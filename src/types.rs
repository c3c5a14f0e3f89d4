use std::fmt;

use serde::{Deserialize, Serialize};

use crate::error::{Error, Result};

/// A DHT key. The wire format is the lowercase hex encoding of the underlying bytes.
#[derive(Clone, PartialEq, Eq, Hash)]
pub struct InfoHash(Vec<u8>);

impl InfoHash {
	pub fn new(bytes: impl Into<Vec<u8>>) -> Self {
		Self(bytes.into())
	}

	pub fn to_hex(&self) -> String {
		hex::encode(&self.0)
	}

	pub fn from_hex(hex_str: &str) -> Result<Self> {
		hex::decode(hex_str).map(Self).map_err(|_| Error::Parse)
	}

	pub fn as_bytes(&self) -> &[u8] {
		&self.0
	}
}

impl fmt::Debug for InfoHash {
	fn fmt(&self, f: &mut fmt::Formatter<'_>) -> fmt::Result {
		write!(f, "InfoHash({})", self.to_hex())
	}
}

impl fmt::Display for InfoHash {
	fn fmt(&self, f: &mut fmt::Formatter<'_>) -> fmt::Result {
		write!(f, "{}", self.to_hex())
	}
}

/// Host platform supplied at start, replacing the original's compile-time
/// `#ifdef __ANDROID__` / `#ifdef __APPLE__` selection of the push-subscribe
/// body's `isAndroid` flag (see DESIGN.md, Open Question 1).
#[derive(Clone, Copy, Debug, PartialEq, Eq, Default)]
pub enum Platform {
	Android,
	Apple,
	#[default]
	Other,
}

impl Platform {
	pub fn is_android(self) -> bool {
		matches!(self, Platform::Android)
	}
}

/// Immutable configuration of the remote proxy, fixed for the lifetime of a
/// running client.
#[derive(Clone, Debug)]
pub struct ProxyEndpoint {
	pub host: String,
	pub device_key: Option<String>,
	pub use_tls: bool,
	pub platform: Platform,
}

impl ProxyEndpoint {
	pub fn push_enabled(&self) -> bool {
		self.device_key.as_deref().is_some_and(|k| !k.is_empty())
	}

	pub fn base_url(&self) -> String {
		let scheme = if self.use_tls { "https" } else { "http" };
		format!("{scheme}://{}", self.host.trim_end_matches('/'))
	}
}

/// Address family the monitor and facade report status for independently.
#[derive(Clone, Copy, Debug, PartialEq, Eq, Hash)]
pub enum Family {
	V4,
	V6,
}

/// Per-family connectivity, derived solely from `good + dubious > 0`.
#[derive(Clone, Copy, Debug, PartialEq, Eq, Default)]
pub enum NodeStatus {
	#[default]
	Disconnected,
	Connecting,
	Connected,
}

impl NodeStatus {
	pub fn is_connected(self) -> bool {
		matches!(self, NodeStatus::Connected)
	}
}

#[derive(Clone, Debug, Default, Deserialize)]
pub struct FamilyCounters {
	#[serde(default)]
	pub good: u64,
	#[serde(default)]
	pub dubious: u64,
}

impl FamilyCounters {
	pub fn status(&self) -> NodeStatus {
		if self.good + self.dubious > 0 {
			NodeStatus::Connected
		} else {
			NodeStatus::Disconnected
		}
	}
}

/// The document returned by `GET /`.
#[derive(Clone, Debug, Default, Deserialize)]
pub struct ProxyInfo {
	#[serde(default)]
	pub node_id: String,
	#[serde(default)]
	pub public_ip: Option<String>,
	#[serde(default)]
	pub ipv4: FamilyCounters,
	#[serde(default)]
	pub ipv6: FamilyCounters,
}

/// Aggregate node statistics surfaced by `getNodesStats`.
#[derive(Clone, Debug, Default, Serialize)]
pub struct NodeStats {
	pub good_nodes: u64,
	pub dubious_nodes: u64,
}

impl From<&FamilyCounters> for NodeStats {
	fn from(c: &FamilyCounters) -> Self {
		NodeStats {
			good_nodes: c.good,
			dubious_nodes: c.dubious,
		}
	}
}

/// Parses the three accepted forms of `public_ip`:
/// `<v4>:<port>`, `[<v6>]:<port>`, `[<v6>:<v4>]:<port>`.
///
/// The original implementation truncates the embedded IPv4 address by one
/// character in the dual-stack branch; this is a corrected, literal split on
/// `:` (see DESIGN.md, Open Question 2).
pub fn parse_public_ip(ip: &str, family: Family) -> Result<(String, String)> {
	let ip = ip.trim();
	if let Some(rest) = ip.strip_prefix('[') {
		let end = rest.find(']').ok_or(Error::Parse)?;
		let inner = &rest[..end];
		let port = rest
			.get(end + 1..)
			.and_then(|p| p.strip_prefix(':'))
			.ok_or(Error::Parse)?;
		return match inner.rsplit_once(':') {
			Some((v6, v4)) => match family {
				Family::V6 => Ok((v6.to_string(), port.to_string())),
				Family::V4 => Ok((v4.to_string(), port.to_string())),
			},
			None => match family {
				Family::V6 => Ok((inner.to_string(), port.to_string())),
				Family::V4 => Err(Error::Parse),
			},
		};
	}
	match family {
		Family::V4 => {
			let (addr, port) = ip.rsplit_once(':').ok_or(Error::Parse)?;
			Ok((addr.to_string(), port.to_string()))
		}
		Family::V6 => Err(Error::Parse),
	}
}

#[cfg(test)]
mod tests {
	use super::*;

	#[test]
	fn parses_plain_v4() {
		let (addr, port) = parse_public_ip("192.0.2.5:4222", Family::V4).unwrap();
		assert_eq!(addr, "192.0.2.5");
		assert_eq!(port, "4222");
	}

	#[test]
	fn parses_bracketed_v6_only() {
		let (addr, port) = parse_public_ip("[2001:db8::1]:4222", Family::V6).unwrap();
		assert_eq!(addr, "2001:db8::1");
		assert_eq!(port, "4222");
	}

	#[test]
	fn parses_dual_stack() {
		let ip = "[2001:db8::1:192.0.2.5]:4222";
		let (v6, port) = parse_public_ip(ip, Family::V6).unwrap();
		assert_eq!(v6, "2001:db8::1");
		assert_eq!(port, "4222");
		let (v4, port) = parse_public_ip(ip, Family::V4).unwrap();
		assert_eq!(v4, "192.0.2.5");
		assert_eq!(port, "4222");
	}

	#[test]
	fn info_hash_hex_roundtrip() {
		let h = InfoHash::new(vec![0xde, 0xad, 0xbe, 0xef]);
		assert_eq!(h.to_hex(), "deadbeef");
		assert_eq!(InfoHash::from_hex(&h.to_hex()).unwrap(), h);
	}

	#[test]
	fn info_hash_from_hex_rejects_garbage() {
		assert!(InfoHash::from_hex("not hex").is_err());
	}
}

• **What you will do**
Set every entry down verbatim.

• **Written answer**
filename src/types.rs
repository c3c5a14f0e3f89d4
use std::fmt;

use serde::{Deserialize, Serialize};

use crate::error::{Error, Result};

/// A DHT key. The wire format is the lowercase hex encoding of the underlying bytes.
#[derive(Clone, PartialEq, Eq, Hash)]
pub struct InfoHash(Vec<u8>);

impl InfoHash {
	pub fn new(bytes: impl Into<Vec<u8>>) -> Self {
		Self(bytes.into())
	}

	pub fn to_hex(&self) -> String {
		hex::encode(&self.0)
	}

	pub fn from_hex(hex_str: &str) -> Result<Self> {
		hex::decode(hex_str).map(Self).map_err(|_| Error::Parse)
	}

	pub fn as_bytes(&self) -> &[u8] {
		&self.0
	}
}

impl fmt::Debug for InfoHash {
	fn fmt(&self, f: &mut fmt::Formatter<'_>) -> fmt::Result {
		write!(f, "InfoHash({})", self.to_hex())
	}
}

impl fmt::Display for InfoHash {
	fn fmt(&self, f: &mut fmt::Formatter<'_>) -> fmt::Result {
		write!(f, "{}", self.to_hex())
	}
}

/// Host platform supplied at start, replacing the original's compile-time
/// `#ifdef __ANDROID__` / `#ifdef __APPLE__` selection of the push-subscribe
/// body's `isAndroid` flag (see DESIGN.md, Open Question 1).
#[derive(Clone, Copy, Debug, PartialEq, Eq, Default)]
pub enum Platform {
	Android,
	Apple,
	#[default]
	Other,
}

impl Platform {
	pub fn is_android(self) -> bool {
		matches!(self, Platform::Android)
	}
}

/// Immutable configuration of the remote proxy, fixed for the lifetime of a
/// running client.
#[derive(Clone, Debug)]
pub struct ProxyEndpoint {
	pub host: String,
	pub device_key: Option<String>,
	pub use_tls: bool,
	pub platform: Platform,
}

impl ProxyEndpoint {
	pub fn push_enabled(&self) -> bool {
		self.device_key.as_deref().is_some_and(|k| !k.is_empty())
	}

	pub fn base_url(&self) -> String {
		let scheme = if self.use_tls { "https" } else { "http" };
		format!("{scheme}://{}", self.host.trim_end_matches('/'))
	}
}

/// Address family the monitor and facade report status for independently.
#[derive(Clone, Copy, Debug, PartialEq, Eq, Hash)]
pub enum Family {
	V4,
	V6,
}

/// Per-family connectivity, derived solely from `good + dubious > 0`.
#[derive(Clone, Copy, Debug, PartialEq, Eq, Default)]
pub enum NodeStatus {
	#[default]
	Disconnected,
	Connecting,
	Connected,
}

impl NodeStatus {
	pub fn is_connected(self) -> bool {
		matches!(self, NodeStatus::Connected)
	}
}

#[derive(Clone, Debug, Default, Deserialize)]
pub struct FamilyCounters {
	#[serde(default)]
	pub good: u64,
	#[serde(default)]
	pub dubious: u64,
}

impl FamilyCounters {
	pub fn status(&self) -> NodeStatus {
		if self.good + self.dubious > 0 {
			NodeStatus::Connected
		} else {
			NodeStatus::Disconnected
		}
	}
}

/// The document returned by `GET /`.
#[derive(Clone, Debug, Default, Deserialize)]
pub struct ProxyInfo {
	#[serde(default)]
	pub node_id: String,
	#[serde(default)]
	pub public_ip: Option<String>,
	#[serde(default)]
	pub ipv4: FamilyCounters,
	#[serde(default)]
	pub ipv6: FamilyCounters,
}

/// Aggregate node statistics surfaced by `getNodesStats`.
#[derive(Clone, Debug, Default, Serialize)]
pub struct NodeStats {
	pub good_nodes: u64,
	pub dubious_nodes: u64,
}

impl From<&FamilyCounters> for NodeStats {
	fn from(c: &FamilyCounters) -> Self {
		NodeStats {
			good_nodes: c.good,
			dubious_nodes: c.dubious,
		}
	}
}

/// Parses the three accepted forms of `public_ip`:
/// `<v4>:<port>`, `[<v6>]:<port>`, `[<v6>:<v4>]:<port>`.
///
/// The original implementation truncates the embedded IPv4 address by one
/// character in the dual-stack branch; this is a corrected, literal split on
/// `:` (see DESIGN.md, Open Question 2).
pub fn parse_public_ip(ip: &str, family: Family) -> Result<(String, String)> {
	let ip = ip.trim();
	if let Some(rest) = ip.strip_prefix('[') {
		let end = rest.find(']').ok_or(Error::Parse)?;
		let inner = &rest[..end];
		let port = rest
			.get(end + 1..)
			.and_then(|p| p.strip_prefix(':'))
			.ok_or(Error::Parse)?;
		return match inner.rsplit_once(':') {
			Some((v6, v4)) => match family {
				Family::V6 => Ok((v6.to_string(), port.to_string())),
				Family::V4 => Ok((v4.to_string(), port.to_string())),
			},
			None => match family {
				Family::V6 => Ok((inner.to_string(), port.to_string())),
				Family::V4 => Err(Error::Parse),
			},
		};
	}
	match family {
		Family::V4 => {
			let (addr, port) = ip.rsplit_once(':').ok_or(Error::Parse)?;
			Ok((addr.to_string(), port.to_string()))
		}
		Family::V6 => Err(Error::Parse),
	}
}

#[cfg(test)]
mod tests {
	use super::*;

	#[test]
	fn parses_plain_v4() {
		let (addr, port) = parse_public_ip("192.0.2.5:4222", Family::V4).unwrap();
		assert_eq!(addr, "192.0.2.5");
		assert_eq!(port, "4222");
	}

	#[test]
	fn parses_bracketed_v6_only() {
		let (addr, port) = parse_public_ip("[2001:db8::1]:4222", Family::V6).unwrap();
		assert_eq!(addr, "2001:db8::1");
		assert_eq!(port, "4222");
	}

	#[test]
	fn parses_dual_stack() {
		let ip = "[2001:db8::1:192.0.2.5]:4222";
		let (v6, port) = parse_public_ip(ip, Family::V6).unwrap();
		assert_eq!(v6, "2001:db8::1");
		assert_eq!(port, "4222");
		let (v4, port) = parse_public_ip(ip, Family::V4).unwrap();
		assert_eq!(v4, "192.0.2.5");
		assert_eq!(port, "4222");
	}

	#[test]
	fn info_hash_hex_roundtrip() {
		let h = InfoHash::new(vec![0xde, 0xad, 0xbe, 0xef]);
		assert_eq!(h.to_hex(), "deadbeef");
		assert_eq!(InfoHash::from_hex(&h.to_hex()).unwrap(), h);
	}

	#[test]
	fn info_hash_from_hex_rejects_garbage() {
		assert!(InfoHash::from_hex("not hex").is_err());
	}
}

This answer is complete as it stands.